Try it:
Retype all of the records shown beneath this task, exactly as they stand.

Items listed in a dataset

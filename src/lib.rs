//! # fourrooms
//!
//! A partially-observable "four rooms" grid world for reinforcement learning.
//!
//! A single agent moves through a procedurally generated map of four rooms
//! joined by narrow gaps and must reach a goal cell. It only perceives a 7×7
//! window in front of it, and walls block its line of sight. Reaching the goal
//! pays `1.0`; running out of steps (`size²`) pays nothing. Either way the
//! episode resets immediately.
//!
//! ## Quick Start
//!
//! ```
//! use fourrooms::prelude::*;
//!
//! let mut env = FourRooms::new(EnvConfig::default().with_seed(42)).unwrap();
//! let first = env.reset();
//! assert_eq!(first.cells.len(), 7);
//!
//! let step = env.step(Action::Forward as i32);
//! if step.terminal {
//!     println!("episode over, reward {}", step.reward);
//! }
//! ```
//!
//! ## Feature Flags
//!
//! - `serde` (default): Serialize configs, logs and snapshots
//! - `parallel`: Step [`vec_env::VecEnv`] instances on the rayon pool
//!
//! ## Modules
//!
//! - [`mapgen`]: Four-rooms layout generation
//! - [`visibility`]: Line-of-sight checks
//! - [`observation`]: Egocentric 7×7 observation encoding
//! - [`env`]: Episode state machine
//! - [`vec_env`]: Batched instances behind flat host buffers
//! - [`observer`]: Read-only snapshots for renderers

#[path = "core/config.rs"]
pub mod config;

#[path = "core/env.rs"]
pub mod env;

#[path = "core/error.rs"]
pub mod error;

#[path = "core/grid.rs"]
pub mod grid;

#[path = "core/log.rs"]
pub mod log;

#[path = "core/mapgen.rs"]
pub mod mapgen;

#[path = "core/observation.rs"]
pub mod observation;

#[path = "core/prng.rs"]
pub mod prng;

#[path = "core/vec_env.rs"]
pub mod vec_env;

#[path = "core/visibility.rs"]
pub mod visibility;

pub mod observer;

/// Prelude module for convenient imports.
///
/// ```
/// use fourrooms::prelude::*;
/// ```
pub mod prelude {
    pub use crate::config::{EnvConfig, VecEnvConfig};
    pub use crate::env::{Action, Direction, EpisodeEnd, FourRooms, Step};
    pub use crate::error::EnvError;
    pub use crate::grid::{CellKind, Grid};
    pub use crate::log::{EpisodeLog, LogSummary};
    pub use crate::observation::{ColorKind, ObjectKind, ObsCell, Observation, OBS_LEN, VIEW_SIZE};
    pub use crate::observer::{EnvAdapter, EnvSnapshot};
    pub use crate::prng::Prng;
    pub use crate::vec_env::VecEnv;
    pub use crate::visibility::Visibility;
}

Output:
filename src/lib.rs
//! # fourrooms
//!
//! A partially-observable "four rooms" grid world for reinforcement learning.
//!
//! A single agent moves through a procedurally generated map of four rooms
//! joined by narrow gaps and must reach a goal cell. It only perceives a 7×7
//! window in front of it, and walls block its line of sight. Reaching the goal
//! pays `1.0`; running out of steps (`size²`) pays nothing. Either way the
//! episode resets immediately.
//!
//! ## Quick Start
//!
//! ```
//! use fourrooms::prelude::*;
//!
//! let mut env = FourRooms::new(EnvConfig::default().with_seed(42)).unwrap();
//! let first = env.reset();
//! assert_eq!(first.cells.len(), 7);
//!
//! let step = env.step(Action::Forward as i32);
//! if step.terminal {
//!     println!("episode over, reward {}", step.reward);
//! }
//! ```
//!
//! ## Feature Flags
//!
//! - `serde` (default): Serialize configs, logs and snapshots
//! - `parallel`: Step [`vec_env::VecEnv`] instances on the rayon pool
//!
//! ## Modules
//!
//! - [`mapgen`]: Four-rooms layout generation
//! - [`visibility`]: Line-of-sight checks
//! - [`observation`]: Egocentric 7×7 observation encoding
//! - [`env`]: Episode state machine
//! - [`vec_env`]: Batched instances behind flat host buffers
//! - [`observer`]: Read-only snapshots for renderers

#[path = "core/config.rs"]
pub mod config;

#[path = "core/env.rs"]
pub mod env;

#[path = "core/error.rs"]
pub mod error;

#[path = "core/grid.rs"]
pub mod grid;

#[path = "core/log.rs"]
pub mod log;

#[path = "core/mapgen.rs"]
pub mod mapgen;

#[path = "core/observation.rs"]
pub mod observation;

#[path = "core/prng.rs"]
pub mod prng;

#[path = "core/vec_env.rs"]
pub mod vec_env;

#[path = "core/visibility.rs"]
pub mod visibility;

pub mod observer;

/// Prelude module for convenient imports.
///
/// ```
/// use fourrooms::prelude::*;
/// ```
pub mod prelude {
    pub use crate::config::{EnvConfig, VecEnvConfig};
    pub use crate::env::{Action, Direction, EpisodeEnd, FourRooms, Step};
    pub use crate::error::EnvError;
    pub use crate::grid::{CellKind, Grid};
    pub use crate::log::{EpisodeLog, LogSummary};
    pub use crate::observation::{ColorKind, ObjectKind, ObsCell, Observation, OBS_LEN, VIEW_SIZE};
    pub use crate::observer::{EnvAdapter, EnvSnapshot};
    pub use crate::prng::Prng;
    pub use crate::vec_env::VecEnv;
    pub use crate::visibility::Visibility;
}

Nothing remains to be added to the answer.